Eventbrite, an online platform renowned for hosting diverse events, recently deplatformed the “Let Women Speak Austin” event, dubbing it as contravening its “policy on Hateful, Dangerous, or Violent Content and Events.” The move has sparked a robust debate about free speech and women’s rights in America.
Michelle Evans, a prominent advocate involved in the event, challenged Eventbrite’s decision via social media, asserting, “Being a woman is not a hate crime.” She and many other women were poised to use the platform to address pressing issues related to “the harms of gender ideology, the erasure of women, the mutilation of healthy bodies, and the protection of our biologically-based rights.”
Attention @eventbrite – being a woman is not a hate crime. #LetWomenSpeak #LetWomenSpeakATX @StopXXErasure @MeghanEMurphy @KnownHeretic @IWN @IWF @ThePosieParker @whosebodyisit @jordanbpeterson pic.twitter.com/YveT4zI8TG
— Michelle Evans (@ThinkerMichelle) July 13, 2023
Yet, Eventbrite’s abrupt dismissal of the ‘Let Women Speak’ event is not an isolated incident. The platform, which prides itself on facilitating events that “fuel passions,” has a history of censoring content that seems to challenge leftist ideologies. It previously pulled the plug on events related to Matt Walsh’s conservative-leaning documentary, “What Is a Woman?”
This disturbing trend was displayed during a similar “Let Women Speak” event in New York City last November. The tour, led by British women’s rights campaigner, Kellie-Jay Keen, has consistently met with fierce opposition. Protests by transgender rights activists led to clashes with the NYPD and multiple arrests, contributing to a hostile atmosphere that stifled open dialogue.
Keen’s passionate reaction to the leftist backlash at the time underscored the gravity of the issue. She said, “I think this is indicative of the United States in 2022 and how they feel about women speaking.” Threats from Antifa and transgender activists also forced her to cancel a tour stop in Portland, Oregon, a testament to the pressure applied by so-called “progressive” voices.

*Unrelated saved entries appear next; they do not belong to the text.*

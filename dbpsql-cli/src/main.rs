//! dbpsql CLI - example program over the dbpsql query helpers
//!
//! Startup follows the library's intended order:
//! - load the YAML config (`DATABASE_URL` overrides the DSN)
//! - apply pending migrations from the configured directory
//! - connect with bounded retry
//! - run one command against `test_table`, then close the pool

use std::path::PathBuf;

use anyhow::{Context, Result};
use clap::{Args, Parser, Subcommand};
use dbpsql_core::config::DEFAULT_CONFIG_PATH;
use dbpsql_core::{apply_migrations, Config, Database, DbError, ErrorKind};
use tracing::info;

mod test_table;
mod tracing_setup;

#[derive(Parser, Debug)]
#[command(
    name = "dbpsql",
    author,
    version,
    about = "Example client for the dbpsql PostgreSQL query helpers",
    long_about = "Connects to PostgreSQL with bounded retry, applies migrations, and runs \
                  named-parameter queries against the example test_table."
)]
struct Cli {
    /// Path to the YAML config file
    #[arg(
        long,
        short = 'c',
        global = true,
        env = "DBPSQL_CONFIG",
        default_value = DEFAULT_CONFIG_PATH
    )]
    config: PathBuf,

    /// Enable debug logging (includes compiled SQL)
    #[arg(long, global = true)]
    debug: bool,

    /// Do not apply migrations before running the command
    #[arg(long, global = true)]
    skip_migrations: bool,

    #[command(subcommand)]
    command: Commands,
}

#[derive(Subcommand, Debug)]
enum Commands {
    /// Run the example flow: list all rows, fetch id 2, check id 3
    Demo,
    /// Apply pending migrations and exit
    Migrate,
    /// List every row of test_table
    List,
    /// Show one row
    Get(IdArgs),
    /// Report whether a row exists
    Exists(IdArgs),
    /// Insert a row with a unique name and print its id
    Add(AddArgs),
    /// Change the name of a row
    Rename(RenameArgs),
    /// Delete a row
    Remove(IdArgs),
}

#[derive(Args, Debug)]
struct IdArgs {
    /// Record id
    id: i64,
}

#[derive(Args, Debug)]
struct AddArgs {
    /// Name for the new record
    name: String,
}

#[derive(Args, Debug)]
struct RenameArgs {
    /// Record id
    id: i64,

    /// New name
    name: String,
}

#[tokio::main]
async fn main() -> Result<()> {
    // .env may carry DBPSQL_CONFIG, which clap reads while parsing
    dotenvy::dotenv().ok();
    let cli = Cli::parse();
    tracing_setup::init(&tracing_setup::TracingConfig { debug: cli.debug })?;

    let config = Config::load(&cli.config)
        .with_context(|| format!("failed to load config {}", cli.config.display()))?;

    let migrate_only = matches!(cli.command, Commands::Migrate);
    if migrate_only || !cli.skip_migrations {
        apply_migrations(config.dsn(), config.migrations_path())
            .await
            .context("init migrations failed")?;
    }
    if migrate_only {
        return Ok(());
    }

    let db = Database::connect(config.dsn())
        .await
        .context("init db failed")?;

    let result = run(&db, cli.command).await;
    // close() logs its own failure; the command's outcome decides the exit code
    db.close().await.ok();
    result
}

async fn run(db: &Database, command: Commands) -> Result<()> {
    let mut pool = db.clone();

    match command {
        Commands::Demo => demo(db).await?,
        Commands::Migrate => {}
        Commands::List => {
            for row in test_table::list(&mut pool).await? {
                println!("{}\t{}", row.id, row.name);
            }
        }
        Commands::Get(args) => {
            let row = test_table::get(&mut pool, args.id)
                .await
                .with_context(|| format!("failed to get record {}", args.id))?;
            println!("{}\t{}", row.id, row.name);
        }
        Commands::Exists(args) => {
            report_existence(test_table::ensure_id_free(&mut pool, args.id).await)?;
        }
        Commands::Add(args) => {
            let id = test_table::add(db, &args.name)
                .await
                .with_context(|| format!("failed to add record {:?}", args.name))?;
            info!(id, name = %args.name, "record added");
            println!("{id}");
        }
        Commands::Rename(args) => {
            test_table::rename(&mut pool, args.id, &args.name)
                .await
                .with_context(|| format!("failed to rename record {}", args.id))?;
            println!("renamed {}", args.id);
        }
        Commands::Remove(args) => {
            test_table::remove(&mut pool, args.id)
                .await
                .with_context(|| format!("failed to remove record {}", args.id))?;
            println!("removed {}", args.id);
        }
    }

    Ok(())
}

fn report_existence(outcome: Result<(), DbError>) -> Result<()> {
    match outcome {
        Ok(()) => println!("Record does not exist"),
        Err(err) if err.kind() == ErrorKind::AlreadyExists => println!("Record already exists"),
        Err(err) => return Err(err).context("existence check failed"),
    }
    Ok(())
}

async fn demo(db: &Database) -> Result<()> {
    let mut pool = db.clone();

    let all = test_table::list(&mut pool).await?;
    println!("all: {all:?}");

    let one = test_table::get(&mut pool, 2).await?;
    println!("one: {one:?}");

    report_existence(test_table::ensure_id_free(&mut pool, 3).await)?;
    println!("stopped example");
    Ok(())
}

Happily unsubscribed from Eventbrite junk emails. https://t.co/qUrfThsu0c
— Sharon 🦖🇺🇲 (@SLOleinik) July 13, 2023
Maybe it’s time to recognize that there are people who label hate speech as anything that is contrary to the agenda they want to drive. Stop being afraid of the “cancel”. https://t.co/vHKtC9huc6
— Steve Miranda (@stemiranda62) July 13, 2023
Accusations of transphobia are now being thrown around with relative ease, with even celebrities like singer Macy Gray and author J.K. Rowling facing outrage from the progressive mob due to their views on gender identity. But does disagreement truly equate to phobia or hate speech?

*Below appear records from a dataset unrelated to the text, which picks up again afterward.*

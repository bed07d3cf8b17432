//! dbpsql-core: pooled PostgreSQL access with named-parameter query helpers
//!
//! - [`pool`] connects with bounded retry and owns the pool
//! - [`uow`] wraps a block of work in one transaction
//! - [`executor`] runs `:name` templates through any [`Queryer`] and maps
//!   outcomes onto [`DbError`]

pub mod config;
pub mod error;
pub mod executor;
pub mod migrate;
pub mod models;
pub mod named;
pub mod pool;
pub mod queryer;
pub mod uow;

pub use config::{Config, ConfigError};
pub use error::{DbError, ErrorKind, Result};
pub use migrate::{apply_migrations, MIGRATOR};
pub use models::{KeyAndValue, OnlyId};
pub use named::{Params, Statement, Value};
pub use pool::{Database, RetryPolicy};
pub use queryer::Queryer;
pub use uow::UnitOfWork;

The cancellation of the Let Women Speak Austin event has forced organizers to find alternative fundraising methods to cover their public speaking costs. However, the critical issue isn’t just about finding a new platform but defending the right to express diverse viewpoints, even if they challenge popular ideologies.
— Michelle Evans (@ThinkerMichelle) July 10, 2023
One commentator said it well: “If our rights become dependent upon ‘gender,’ then they are no longer women’s rights, they are ‘feminine’ rights.” The issue’s core lies not in denying anyone else’s rights but in preserving rights based on biological gender, not a chosen “identity.”
As this saga continues, we should remember that stifling voices doesn’t facilitate progress; open dialogue does. An environment where women can’t speak at their events may lead to a backlash against companies like Eventbrite.